Work required: Check every line below for the string "matches", and copy the lines that contain it.

+++ Given records

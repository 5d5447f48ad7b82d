use std::{
    fs,
    io::{self, Write},
    path::{Path, PathBuf},
};

use serde::{Deserialize, Serialize};

use crate::error::{NeuronErr, Result};

const CHECKPOINT_FILE: &str = "checkpoint.json";

/// One atomic unit of persisted training progress.
///
/// Model and optimizer state are opaque serialized blobs; their byte layout
/// belongs to the synapse collaborator and only needs to round-trip.
#[derive(Debug, Clone, PartialEq, Serialize, Deserialize)]
pub struct CheckpointRecord {
    pub epoch: u64,
    pub loss: f32,
    pub model_state: Vec<u8>,
    pub optimizer_state: Vec<u8>,
}

/// Builder for a `CheckpointRecord` that makes "missing field" a checked
/// result instead of a runtime surprise. All four fields are mandatory.
#[derive(Debug, Default)]
pub struct CheckpointDraft {
    epoch: Option<u64>,
    loss: Option<f32>,
    model_state: Option<Vec<u8>>,
    optimizer_state: Option<Vec<u8>>,
}

impl CheckpointDraft {
    pub fn new() -> Self {
        Self::default()
    }

    pub fn epoch(mut self, epoch: u64) -> Self {
        self.epoch = Some(epoch);
        self
    }

    pub fn loss(mut self, loss: f32) -> Self {
        self.loss = Some(loss);
        self
    }

    pub fn model_state(mut self, blob: Vec<u8>) -> Self {
        self.model_state = Some(blob);
        self
    }

    pub fn optimizer_state(mut self, blob: Vec<u8>) -> Self {
        self.optimizer_state = Some(blob);
        self
    }

    /// Validates the draft into a complete record.
    ///
    /// # Errors
    /// Returns `IncompleteCheckpoint` naming the first absent field.
    pub fn finish(self) -> Result<CheckpointRecord> {
        let missing = |missing| NeuronErr::IncompleteCheckpoint { missing };
        Ok(CheckpointRecord {
            epoch: self.epoch.ok_or(missing("epoch"))?,
            loss: self.loss.ok_or(missing("loss"))?,
            model_state: self.model_state.ok_or(missing("model_state"))?,
            optimizer_state: self.optimizer_state.ok_or(missing("optimizer_state"))?,
        })
    }
}

/// Durable storage for the run's single checkpoint file.
#[derive(Debug, Clone)]
pub struct CheckpointStore {
    path: PathBuf,
}

impl CheckpointStore {
    /// Creates a store rooted at `datapath`.
    pub fn new(datapath: &Path) -> Self {
        Self {
            path: datapath.join(CHECKPOINT_FILE),
        }
    }

    pub fn path(&self) -> &Path {
        &self.path
    }

    /// Persists `record` all-or-nothing: the bytes land in a temporary
    /// sibling first and are renamed into place, so a concurrent `load` sees
    /// either the previous checkpoint or this one, never a partial file.
    ///
    /// # Errors
    /// Returns an io error when the write or rename fails.
    pub fn save(&self, record: &CheckpointRecord) -> Result<()> {
        let bytes =
            serde_json::to_vec(record).map_err(|e| NeuronErr::Io(io::Error::other(e)))?;

        if let Some(dir) = self.path.parent() {
            fs::create_dir_all(dir)?;
        }
        let tmp = self.path.with_extension("json.tmp");
        let mut file = fs::File::create(&tmp)?;
        file.write_all(&bytes)?;
        file.sync_all()?;
        fs::rename(&tmp, &self.path)?;
        Ok(())
    }

    /// Reads the checkpoint back.
    ///
    /// # Errors
    /// Returns `CheckpointNotFound` when no file exists and
    /// `CorruptCheckpoint` when the file does not parse into a full record.
    pub fn load(&self) -> Result<CheckpointRecord> {
        let bytes = match fs::read(&self.path) {
            Ok(bytes) => bytes,
            Err(e) if e.kind() == io::ErrorKind::NotFound => {
                return Err(NeuronErr::CheckpointNotFound {
                    path: self.path.clone(),
                });
            }
            Err(e) => return Err(e.into()),
        };
        serde_json::from_slice(&bytes).map_err(|e| NeuronErr::CorruptCheckpoint {
            path: self.path.clone(),
            detail: e.to_string(),
        })
    }
}
//! End-to-end driver scenarios with scripted collaborators.

use std::{cell::Cell, collections::VecDeque};

use ndarray::Array2;
use tokio_util::sync::CancellationToken;

use mlm_neuron::{
    BatchOutput, BatchSource, ModelSnapshot, Network, Neuron, NeuronConfig, NeuronErr, Result,
    Split, Synapse, WeightVector,
};

const PEERS: usize = 4;

/// Synapse double that replays a scripted loss sequence and fails fatally
/// once the script runs out.
struct ScriptedSynapse {
    losses: VecDeque<f32>,
}

impl ScriptedSynapse {
    fn new(losses: impl IntoIterator<Item = f32>) -> Self {
        Self {
            losses: losses.into_iter().collect(),
        }
    }
}

impl Synapse for ScriptedSynapse {
    type Batch = Vec<f32>;

    fn forward_backward(
        &mut self,
        _inputs: &Self::Batch,
        _labels: &Self::Batch,
    ) -> Result<BatchOutput> {
        let loss = self
            .losses
            .pop_front()
            .ok_or_else(|| NeuronErr::Compute("loss script exhausted".into()))?;
        Ok(BatchOutput {
            loss,
            remote_loss: loss,
            local_loss: loss * 0.5,
            distillation_loss: loss * 0.25,
            weights: Array2::from_shape_fn((3, PEERS), |(_, peer)| peer as f32),
        })
    }

    fn apply_step(&mut self) {}

    fn model_state(&self) -> Vec<u8> {
        vec![0xAB, 0xCD]
    }

    fn optimizer_state(&self) -> Vec<u8> {
        vec![0xEF]
    }

    fn restore(&mut self, _model_state: &[u8], _optimizer_state: &[u8]) -> Result<()> {
        Ok(())
    }
}

/// Infinite constant batch source.
struct LoopSource;

impl BatchSource for LoopSource {
    type Item = Vec<f32>;

    async fn next_batch(&mut self, _split: Split, batch_size: usize) -> Result<(Vec<f32>, Vec<f32>)> {
        Ok((vec![0.0; batch_size], vec![0.0; batch_size]))
    }
}

/// Network double whose block height advances once per query, with call
/// recording for assertions.
struct FakeChain {
    block: Cell<u64>,
    emits: usize,
    syncs: usize,
    served: Vec<ModelSnapshot>,
}

impl FakeChain {
    fn new() -> Self {
        Self {
            block: Cell::new(0),
            emits: 0,
            syncs: 0,
            served: Vec::new(),
        }
    }
}

impl Network for FakeChain {
    fn block(&self) -> u64 {
        let next = self.block.get() + 1;
        self.block.set(next);
        next
    }

    async fn emit(&mut self) -> Result<()> {
        self.emits += 1;
        Ok(())
    }

    async fn sync(&mut self) -> Result<()> {
        self.syncs += 1;
        Ok(())
    }

    fn serve(&mut self, snapshot: ModelSnapshot) {
        self.served.push(snapshot);
    }
}

fn config(datapath: &std::path::Path) -> NeuronConfig {
    NeuronConfig {
        datapath: datapath.to_path_buf(),
        ..NeuronConfig::default()
    }
}

fn neuron(
    datapath: &std::path::Path,
    losses: impl IntoIterator<Item = f32>,
) -> Neuron<ScriptedSynapse, LoopSource, FakeChain> {
    Neuron::new(
        config(datapath),
        ScriptedSynapse::new(losses),
        LoopSource,
        FakeChain::new(),
        WeightVector::uniform((0..PEERS as u64).collect()),
    )
    .unwrap()
}

/// Fifty monotonically decreasing losses ending at 0.1.
fn improving_epoch() -> Vec<f32> {
    (0..50).map(|i| 5.0 - i as f32 * 0.1).collect()
}

#[tokio::test]
async fn improving_epoch_checkpoints_once() {
    let dir = tempfile::tempdir().unwrap();
    let mut neuron = neuron(dir.path(), improving_epoch());
    let cancel = CancellationToken::new();

    neuron.train_epoch(&cancel).await.unwrap();

    let record = neuron.store().load().unwrap();
    assert_eq!(record.epoch, 0);
    assert!((record.loss - 0.1).abs() < 1e-5);
    assert_eq!(record.model_state, vec![0xAB, 0xCD]);
    assert_eq!(record.optimizer_state, vec![0xEF]);

    // Exactly one re-serve accompanies the checkpoint.
    assert_eq!(neuron.network().served.len(), 1);
    assert_eq!(neuron.metrics().checkpoints, 1);
    assert_eq!(neuron.metrics().steps, 50);
    assert_eq!(neuron.state().epoch, 1);
    assert_eq!(neuron.state().step, 0);
}

#[tokio::test]
async fn worse_epoch_keeps_prior_checkpoint() {
    let dir = tempfile::tempdir().unwrap();
    let losses = improving_epoch()
        .into_iter()
        .chain(std::iter::repeat_n(0.5, 50));
    let mut neuron = neuron(dir.path(), losses);
    let cancel = CancellationToken::new();

    neuron.train_epoch(&cancel).await.unwrap();
    neuron.train_epoch(&cancel).await.unwrap();

    // Epoch 1 ended at 0.5, worse than the checkpointed 0.1: no new save.
    let record = neuron.store().load().unwrap();
    assert_eq!(record.epoch, 0);
    assert!((record.loss - 0.1).abs() < 1e-5);
    assert_eq!(neuron.network().served.len(), 1);
    assert_eq!(neuron.metrics().checkpoints, 1);
    assert_eq!(neuron.metrics().epochs, 2);
}

#[tokio::test]
async fn sync_triggers_past_block_threshold() {
    let dir = tempfile::tempdir().unwrap();
    let mut neuron = neuron(dir.path(), improving_epoch());
    let cancel = CancellationToken::new();

    neuron.train_epoch(&cancel).await.unwrap();

    // Block height advances one per step; 50 steps cross the default
    // threshold of 15 at least twice, and emit always precedes sync.
    let metrics = neuron.metrics();
    assert!(metrics.syncs >= 2, "syncs = {}", metrics.syncs);
    assert_eq!(neuron.network().emits, metrics.syncs as usize);
    assert_eq!(neuron.network().syncs, metrics.syncs as usize);
}

#[tokio::test]
async fn blended_weights_are_published_as_distribution() {
    let dir = tempfile::tempdir().unwrap();
    let mut neuron = neuron(dir.path(), improving_epoch());
    let mut weights = neuron.subscribe_weights();
    let cancel = CancellationToken::new();

    neuron.train_epoch(&cancel).await.unwrap();

    assert!(weights.has_changed().unwrap());
    let current = weights.borrow_and_update().clone();
    let sum: f32 = current.probs().iter().sum();
    assert!((sum - 1.0).abs() < 1e-5);
    // The scripted scores always favor the highest peer uid.
    assert!(current.probs()[PEERS - 1] > current.probs()[0]);
}

#[tokio::test]
async fn fatal_model_error_leaves_state_untouched() {
    let dir = tempfile::tempdir().unwrap();
    let mut neuron = neuron(dir.path(), std::iter::empty());
    let cancel = CancellationToken::new();

    let err = neuron.train_epoch(&cancel).await.unwrap_err();
    assert!(matches!(err, NeuronErr::Compute(_)));
    assert_eq!(neuron.state().step, 0);
    assert_eq!(neuron.metrics().steps, 0);
    assert!(matches!(
        neuron.store().load(),
        Err(NeuronErr::CheckpointNotFound { .. })
    ));
}

#[tokio::test]
async fn cancellation_stops_at_step_boundary() {
    let dir = tempfile::tempdir().unwrap();
    let mut neuron = neuron(dir.path(), improving_epoch());
    let cancel = CancellationToken::new();
    cancel.cancel();

    neuron.run(cancel).await.unwrap();
    assert_eq!(neuron.metrics().steps, 0);
    assert_eq!(neuron.state().epoch, 0);
}

#[tokio::test]
async fn restore_adopts_checkpointed_progress() {
    let dir = tempfile::tempdir().unwrap();
    {
        let mut first = neuron(dir.path(), improving_epoch());
        first.train_epoch(&CancellationToken::new()).await.unwrap();
    }

    let mut resumed = neuron(dir.path(), std::iter::empty());
    assert!(resumed.restore_from_checkpoint());
    assert_eq!(resumed.state().epoch, 1);
    assert!((resumed.state().best_loss - 0.1).abs() < 1e-5);

    // The restored model is served immediately, before any training.
    assert_eq!(resumed.network().served.len(), 1);
    assert_eq!(resumed.network().served[0].model_state, vec![0xAB, 0xCD]);
}

#[tokio::test]
async fn missing_checkpoint_starts_fresh() {
    let dir = tempfile::tempdir().unwrap();
    let mut neuron = neuron(dir.path(), std::iter::empty());

    assert!(!neuron.restore_from_checkpoint());
    assert_eq!(neuron.state().epoch, 0);
    assert!(neuron.state().best_loss.is_infinite());
    assert!(neuron.network().served.is_empty());
}

#[tokio::test]
async fn corrupt_checkpoint_starts_fresh() {
    let dir = tempfile::tempdir().unwrap();
    let mut neuron = neuron(dir.path(), std::iter::empty());
    std::fs::write(neuron.store().path(), b"garbage").unwrap();

    assert!(!neuron.restore_from_checkpoint());
    assert_eq!(neuron.state().epoch, 0);
}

++++++

Solution:
    assert!(matches!(err, NeuronErr::Compute(_)));
    assert!(matches!(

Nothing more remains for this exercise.